Beta Diversity analyzed the composition of microbial communities in different groups. PCoA analysis in Figure 7A demonstrates that the composition of microbial communities in the NC group differed significantly from that of the D-galactose induced aging group, indicating a strong association between microbial composition and aging. However, the intervention of AAPS and Bb-12 was able to partially modify this situation, suggesting that the intervention had a positive impact on the gut microbiota and potentially mitigated the effects of aging. Spearman correlation heatmap was used to investigate the relationship between changes in gut microbiota and physiological and biochemical indicators (Figure 7B). This further confirmed that AAPS and Bb-12 might delay aging by regulating the structure and abundance of the gut microbiota in aging organisms, increasing the beneficial bacteria content, and further affecting oxidative stress and inflammation associated with aging.

Although the combined use of AAPS and Bb-12 had demonstrated some progress in research on functional activities such as antioxidation and anti-aging, the molecular mechanisms of anti-aging, the target effects of drug combination, the enzymatic degradation steps and intermediate products of gut microbiota, and the nutritional symbiosis of substances with microbial interactions were still unclear. In the future, more research should focus on combining metabolomics, molecular biology, and enzymology methods to reveal the molecular mechanisms of how AAPS, combined with Bb-12, affects the body’s antioxidation and anti-aging functions.

5. Conclusions

This study investigated the effects of AAPS combined with Bb-12 on both D. melanogaster and D-galactose-induced aging mice. The findings revealed that the combination extended the lifespan of naturally aging D. melanogaster, improved their resistance to hydrogen peroxide oxidative stress, enhanced climbing ability, boosted antioxidant enzyme activity in both D. melanogaster and mice, regulated aging biomarker levels in mice, restored gut microbiota diversity and structure in mice intestines, promoted beneficial bacteria proliferation, suppressed harmful bacteria abundance, and optimized the intestinal microecological environment. These experimental results illustrated the remarkable antioxidant and anti-aging properties of AAPS combined with Bb-12, laying a theoretical groundwork for its potential use as a functional food additive and in pharmaceuticals.

Author Contributions

Formal analysis, X.L., Y.F. and B.L.; Investigation, X.L., B.L., H.Z. and A.T.; Methodology, X.L. and L.Z.; Project administration, X.L., Y.F., G.F. and A.T.; Software, L.Z. and H.W.; Supervision, G.F. and B.L.; Writing—original draft, X.L., Y.F. and G.F.; Writing—review and editing, H.Z. and B.L. All authors have read and agreed to the published version of the manuscript.

Funding

This work was funded by the project of the Engineering Research Centre of Fujian-Taiwan Special Marine Food Processing and Nutrition (Grant No. 2021ERC02), the project of the China Food Flavor and Nutrition Health Innovation Center (Grant No. 19008023032), the project of the Research Foundation for Youth Scholars of Beijing Technology and Business University (Grant No.
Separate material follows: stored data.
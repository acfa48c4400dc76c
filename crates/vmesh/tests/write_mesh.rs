use std::fs;
use std::path::Path;

use nalgebra::Point3;
use tempfile::tempdir;

use vmesh::{
    Cell, CellType, DataArray, MeshFormat, MeshWriter, UnstructuredMesh, WriteError, WriterConfig,
};

fn pressure_mesh() -> UnstructuredMesh {
    UnstructuredMesh::from_points(vec![Point3::new(0.0, 0.0, 0.0), Point3::new(1.0, 1.0, 1.0)])
        .with_point_data(DataArray::scalars("pressure", vec![10.0, 20.0]))
}

/// A unit tetrahedron with one face tagged as a boundary.
fn tetra_mesh() -> UnstructuredMesh {
    UnstructuredMesh::new(
        vec![
            Point3::new(0.0, 0.0, 0.0),
            Point3::new(1.0, 0.0, 0.0),
            Point3::new(0.0, 1.0, 0.0),
            Point3::new(0.0, 0.0, 1.0),
        ],
        vec![
            Cell::new(CellType::Tetra, vec![0, 1, 2, 3]),
            Cell::new(CellType::Triangle, vec![0, 2, 1]),
        ],
    )
    .with_point_data(DataArray::new("velocity", 3, vec![0.5; 12]).unwrap())
    .with_point_data(DataArray::scalars("pressure", vec![1.0, 2.0, 3.0, 4.0]))
    .with_point_data(DataArray::scalars("distance_", vec![0.0; 4]))
    .with_cell_data(DataArray::scalars("CellEntityIds", vec![1.0, 2.0]))
}

#[test]
fn test_execute_point_table() {
    let dir = tempdir().unwrap();
    let path = dir.path().join("pressure.dat");

    // the explicit format is overridden by the `.dat` extension
    let config = WriterConfig::new(&path).with_format(MeshFormat::LegacyGrid);
    MeshWriter::new()
        .execute(Some(&pressure_mesh()), None, &config)
        .unwrap();

    assert_eq!(
        fs::read_to_string(&path).unwrap(),
        include_str!("../../../test/data/pressure.dat")
    );
}

#[test]
fn test_point_table_idempotent() {
    let dir = tempdir().unwrap();
    let writer = MeshWriter::new();
    let mesh = tetra_mesh();

    let a = dir.path().join("a.dat");
    let b = dir.path().join("b.txt");
    writer.write(&mesh, &a, MeshFormat::PointTable, None).unwrap();
    writer.write(&mesh, &b, MeshFormat::PointTable, None).unwrap();
    assert_eq!(fs::read(&a).unwrap(), fs::read(&b).unwrap());

    let text = fs::read_to_string(&a).unwrap();
    let lines: Vec<&str> = text.lines().collect();
    assert_eq!(lines[0], "X Y Z velocity0 velocity1 velocity2 pressure");
    assert_eq!(lines.len(), 5);
    assert!(lines.iter().all(|l| l.split_whitespace().count() == 7));
}

#[test]
fn test_overwrites_existing_file() {
    let dir = tempdir().unwrap();
    let path = dir.path().join("mesh.dat");
    fs::write(&path, "stale contents that are much longer than the table\n".repeat(10)).unwrap();

    MeshWriter::new()
        .execute(Some(&pressure_mesh()), None, &WriterConfig::new(&path))
        .unwrap();
    assert_eq!(
        fs::read_to_string(&path).unwrap(),
        "X Y Z pressure\n0 0 0 10\n1 1 1 20\n"
    );
}

#[test]
fn test_builtin_backends() {
    let dir = tempdir().unwrap();
    let writer = MeshWriter::new();
    let mesh = tetra_mesh();

    let cases = [
        ("mesh.vtk", "# vtk DataFile Version"),
        ("mesh.vtu", "<VTKFile"),
        ("mesh.vtkxml", "<VTKFile"),
        ("mesh.xda", "DEAL 003:003"),
        ("mesh.FDNEUT", "** FIDAP NEUTRAL FILE"),
    ];
    for (name, marker) in cases {
        let path = dir.path().join(name);
        let config = WriterConfig::new(&path).with_entity_ids_array("CellEntityIds");
        writer.execute(Some(&mesh), None, &config).unwrap();

        let text = fs::read_to_string(&path).unwrap();
        assert!(text.contains(marker), "file: {name}");
    }

    // the tagged boundary face is side 0 of the only element
    let xda = fs::read_to_string(dir.path().join("mesh.xda")).unwrap();
    assert!(xda.contains("1\t # Num. Boundary Conds.\n"));
    assert!(xda.ends_with("0 0 2\n"));

    // internal arrays are still written by the grid formats
    let vtk = fs::read_to_string(dir.path().join("mesh.vtk")).unwrap();
    assert!(vtk.starts_with("# vtk DataFile Version"));
    assert!(vtk.contains("distance_"));
    let vtu = fs::read_to_string(dir.path().join("mesh.vtu")).unwrap();
    assert!(vtu.contains("distance_"));
}

#[test]
fn test_unknown_extension_uses_format() {
    let dir = tempdir().unwrap();
    let path = dir.path().join("mesh.out");
    let config = WriterConfig::new(&path).with_format(MeshFormat::LegacyGrid);
    MeshWriter::new()
        .execute(Some(&tetra_mesh()), None, &config)
        .unwrap();
    assert!(
        fs::read_to_string(&path)
            .unwrap()
            .starts_with("# vtk DataFile Version")
    );
}

#[test]
fn test_write_errors() {
    let dir = tempdir().unwrap();
    let writer = MeshWriter::new();
    let mesh = tetra_mesh();

    for format in MeshFormat::ALL {
        assert!(matches!(
            writer.write(&mesh, Path::new(""), format, None),
            Err(WriteError::Configuration(_))
        ));
    }

    let path = dir.path().join("mesh.unknown");
    assert!(matches!(
        writer.write_tagged(&mesh, &path, "obj", true, None),
        Err(WriteError::UnsupportedFormat(_))
    ));
    assert!(!path.exists());

    // a mesh that fails validation leaves no file behind
    let mut broken = tetra_mesh();
    broken.cells.push(Cell::new(CellType::Line, vec![0, 7]));
    for name in ["b.vtk", "b.vtu", "b.xda", "b.FDNEUT", "b.dat"] {
        let path = dir.path().join(name);
        let result = writer.execute(Some(&broken), None, &WriterConfig::new(&path));
        assert!(
            matches!(result, Err(WriteError::InvalidMesh(_))),
            "file: {name}"
        );
        assert!(!path.exists(), "file: {name}");
    }

    // a missing directory is reported as an I/O error
    let path = dir.path().join("missing").join("mesh.dat");
    assert!(matches!(
        writer.write(&mesh, &path, MeshFormat::PointTable, None),
        Err(WriteError::Io(_))
    ));
    let path = dir.path().join("missing").join("mesh.vtu");
    assert!(matches!(
        writer.write(&mesh, &path, MeshFormat::XmlGrid, None),
        Err(WriteError::Io(_))
    ));
}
QNJJ2021-07), and the Cultivation Project of Double First-Class Disciplines of Food Science and Engineering, Beijing Technology and Business University (Grant No. BTBUYXTD202208 and BTBUYXTD202213).
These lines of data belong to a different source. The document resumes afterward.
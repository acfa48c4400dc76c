//! FIDAP neutral file output (`.FDNEUT`).
//!
//! Only the cells of the highest dimension are written, grouped into one
//! element group per cell type. Node and element numbers start at 1.

use std::fs::File;
use std::io::{BufWriter, Write};
use std::path::Path;

use anyhow::Result;
use itertools::Itertools;
use log::debug;

use crate::error::WriteError;
use crate::exchange::FdneutGridWriter;
use crate::mesh::{CellType, UnstructuredMesh};

const VERSION: &str = "VERSION    8.01";

/// Writes FIDAP neutral files with a fixed title and date line, so the
/// same mesh always produces the same bytes.
#[derive(Debug, Clone)]
pub struct FdneutWriter {
    pub title: String,
    pub date: String,
}

impl Default for FdneutWriter {
    fn default() -> Self {
        Self {
            title: "vmesh".to_string(),
            date: "01 Jan 2000    00:00:00".to_string(),
        }
    }
}

impl FdneutGridWriter for FdneutWriter {
    fn write(&self, mesh: &UnstructuredMesh, path: &Path) -> Result<()> {
        let groups = element_groups(mesh)?;
        let file = File::create(path)?;
        write_fdneut(self, mesh, &groups, BufWriter::new(file))
    }
}

/// The FIDAP geometry code of a cell type and the order its VTK nodes
/// are listed in, or None if FIDAP can't hold it.
fn fidap_element(kind: CellType) -> Option<(usize, &'static [usize])> {
    match kind {
        CellType::Quad => Some((1, &[0, 1, 2, 3])),
        CellType::Triangle => Some((2, &[0, 1, 2])),
        // corner and mid-edge nodes alternate around the perimeter
        CellType::QuadraticTriangle => Some((2, &[0, 3, 1, 4, 2, 5])),
        // brick nodes are ordered lexicographically
        CellType::Hexahedron => Some((3, &[0, 1, 3, 2, 4, 5, 7, 6])),
        CellType::Wedge => Some((4, &[0, 1, 2, 3, 4, 5])),
        CellType::Tetra => Some((5, &[0, 1, 2, 3])),
        CellType::QuadraticTetra => Some((5, &[0, 4, 1, 6, 5, 2, 7, 8, 9, 3])),
        _ => None,
    }
}

#[derive(Debug, PartialEq)]
struct ElementGroup {
    kind: CellType,
    geometry: usize,
    // indexes into `UnstructuredMesh::cells`
    cells: Vec<usize>,
}

/// Group the highest dimension cells by type, in order of appearance.
fn element_groups(mesh: &UnstructuredMesh) -> Result<Vec<ElementGroup>> {
    mesh.validate()?;
    let Some(dimension) = mesh.max_dimension() else {
        return Ok(Vec::new());
    };

    let mut groups: Vec<ElementGroup> = Vec::new();
    for (i, cell) in mesh.cells.iter().enumerate() {
        if cell.kind.dimension() != dimension {
            debug!("skipping {} cell {} for FDNEUT", cell.kind.name(), i);
            continue;
        }
        let (geometry, _) = fidap_element(cell.kind).ok_or_else(|| {
            WriteError::InvalidMesh(format!(
                "cell {} is a {} which has no FIDAP element geometry",
                i,
                cell.kind.name()
            ))
        })?;
        match groups.iter_mut().find(|g| g.kind == cell.kind) {
            Some(group) => group.cells.push(i),
            None => groups.push(ElementGroup {
                kind: cell.kind,
                geometry,
                cells: vec![i],
            }),
        }
    }
    Ok(groups)
}

/// Format a float like Fortran's `E` edit descriptor, `1.0000000000E+00`.
fn fortran_exp(value: f64) -> String {
    let text = format!("{:.10E}", value);
    match text.split_once('E') {
        Some((mantissa, exponent)) => match exponent.parse::<i32>() {
            Ok(e) => format!(
                "{}E{}{:02}",
                mantissa,
                if e < 0 { '-' } else { '+' },
                e.abs()
            ),
            Err(_) => text,
        },
        // NaN and infinity have no exponent
        None => text,
    }
}

fn write_fdneut<W: Write>(
    writer: &FdneutWriter,
    mesh: &UnstructuredMesh,
    groups: &[ElementGroup],
    mut out: W,
) -> Result<()> {
    let n_elements: usize = groups.iter().map(|g| g.cells.len()).sum();

    writeln!(out, "** FIDAP NEUTRAL FILE")?;
    writeln!(out, "{}", writer.title)?;
    writeln!(out, "{}", VERSION)?;
    writeln!(out, "{}", writer.date)?;
    writeln!(
        out,
        "   NO. OF NODES   NO. ELEMENTS NO. ELT GROUPS          NDFCD          NDFVL"
    )?;
    writeln!(
        out,
        "{:15}{:15}{:15}{:15}{:15}",
        mesh.point_count(),
        n_elements,
        groups.len(),
        3,
        3
    )?;
    writeln!(
        out,
        "   STEADY/TRANS     TURB. FLAG FREE SURF FLAG    COMPR. FLAG   RESULTS ONLY"
    )?;
    writeln!(out, "{:15}{:15}{:15}{:15}{:15}", 0, 0, 0, 0, 0)?;
    writeln!(out, "TEMPERATURE/SPECIES FLAGS")?;
    writeln!(out, " 0 0 0 0 0 0 0 0 0 0 0 0 0 0 0 0 0 0 0 0")?;
    writeln!(out, "PRESSURE FLAGS - IDYNP, IHYDP")?;
    writeln!(out, " 0 0")?;

    writeln!(out, "NODAL COORDINATES       {}", VERSION)?;
    for (i, p) in mesh.points.iter().enumerate() {
        writeln!(
            out,
            "{:10}{:>20}{:>20}{:>20}",
            i + 1,
            fortran_exp(p.x),
            fortran_exp(p.y),
            fortran_exp(p.z)
        )?;
    }

    writeln!(out, "BOUNDARY CONDITIONS     {}", VERSION)?;
    writeln!(out, "ELEMENT GROUPS          {}", VERSION)?;

    let mut element = 0;
    for (g, group) in groups.iter().enumerate() {
        let nodes = group.kind.node_count();
        writeln!(
            out,
            "GROUP:{:9} ELEMENTS:{:11} NODES:{:14} GEOMETRY:{:5} TYPE:{:4}",
            g + 1,
            group.cells.len(),
            nodes,
            group.geometry,
            1
        )?;
        writeln!(out, "ENTITY NAME:   fluid")?;

        let order = fidap_element(group.kind).map(|(_, o)| o).unwrap_or_default();
        for &i in group.cells.iter() {
            element += 1;
            let connectivity = &mesh.cells[i].connectivity;
            writeln!(
                out,
                "{:8} {}",
                element,
                order.iter().map(|&j| connectivity[j] + 1).join(" ")
            )?;
        }
    }

    out.flush()?;
    Ok(())
}

#[cfg(test)]
mod tests {

    use nalgebra::Point3;

    use super::*;
    use crate::mesh::Cell;

    fn tet_with_face() -> UnstructuredMesh {
        UnstructuredMesh::new(
            vec![
                Point3::new(0.0, 0.0, 0.0),
                Point3::new(1.0, 0.0, 0.0),
                Point3::new(0.0, 1.0, 0.0),
                Point3::new(0.0, 0.0, -0.25),
            ],
            vec![
                Cell::new(CellType::Triangle, vec![0, 2, 1]),
                Cell::new(CellType::Tetra, vec![0, 1, 2, 3]),
            ],
        )
    }

    #[test]
    fn test_fortran_exp() {
        assert_eq!(fortran_exp(0.0), "0.0000000000E+00");
        assert_eq!(fortran_exp(1.0), "1.0000000000E+00");
        assert_eq!(fortran_exp(-0.25), "-2.5000000000E-01");
        assert_eq!(fortran_exp(12345.0), "1.2345000000E+04");
        assert_eq!(fortran_exp(1e-120), "1.0000000000E-120");
    }

    #[test]
    fn test_fdneut_tet() {
        let mesh = tet_with_face();
        let groups = element_groups(&mesh).unwrap();
        assert_eq!(
            groups,
            vec![ElementGroup {
                kind: CellType::Tetra,
                geometry: 5,
                cells: vec![1]
            }]
        );

        let mut buffer = Vec::new();
        write_fdneut(&FdneutWriter::default(), &mesh, &groups, &mut buffer).unwrap();
        let text = String::from_utf8(buffer).unwrap();
        let lines: Vec<&str> = text.lines().collect();

        assert_eq!(lines[0], "** FIDAP NEUTRAL FILE");
        assert_eq!(
            lines[5],
            format!("{:15}{:15}{:15}{:15}{:15}", 4, 1, 1, 3, 3)
        );

        // nodes are numbered from one
        let start = lines
            .iter()
            .position(|l| l.starts_with("NODAL COORDINATES"))
            .unwrap();
        assert_eq!(
            lines[start + 4],
            "         4    0.0000000000E+00    0.0000000000E+00   -2.5000000000E-01"
        );

        assert!(text.ends_with(
            "GROUP:        1 ELEMENTS:          1 NODES:             4 GEOMETRY:    5 TYPE:   1\n\
             ENTITY NAME:   fluid\n       1 1 2 3 4\n"
        ));
    }

    #[test]
    fn test_fdneut_reorders_nodes() {
        let points = (0..8)
            .map(|i| Point3::new((i % 2) as f64, ((i / 2) % 2) as f64, (i / 4) as f64))
            .collect();
        let mesh = UnstructuredMesh::new(
            points,
            vec![Cell::new(CellType::Hexahedron, vec![0, 1, 3, 2, 4, 5, 7, 6])],
        );
        let groups = element_groups(&mesh).unwrap();
        let mut buffer = Vec::new();
        write_fdneut(&FdneutWriter::default(), &mesh, &groups, &mut buffer).unwrap();
        let text = String::from_utf8(buffer).unwrap();
        assert!(text.ends_with("       1 1 2 3 4 5 6 7 8\n"));
    }

    #[test]
    fn test_fdneut_unsupported() {
        let mesh = UnstructuredMesh::new(
            vec![Point3::new(0.0, 0.0, 0.0); 5],
            vec![Cell::new(CellType::Pyramid, vec![0, 1, 2, 3, 4])],
        );
        let err = element_groups(&mesh).err().unwrap();
        assert!(err.to_string().contains("pyramid"));
    }
}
Institutional Review Board Statement

The Academic Committee of Fujian Agriculture and Forestry University (ACFAFU32033).

Data Availability Statement

The data presented in this study are available on request from the corresponding author. The data are not publicly available due to concerns about misuse of the data.

Conflicts of Interest

The authors declare no conflict of interest.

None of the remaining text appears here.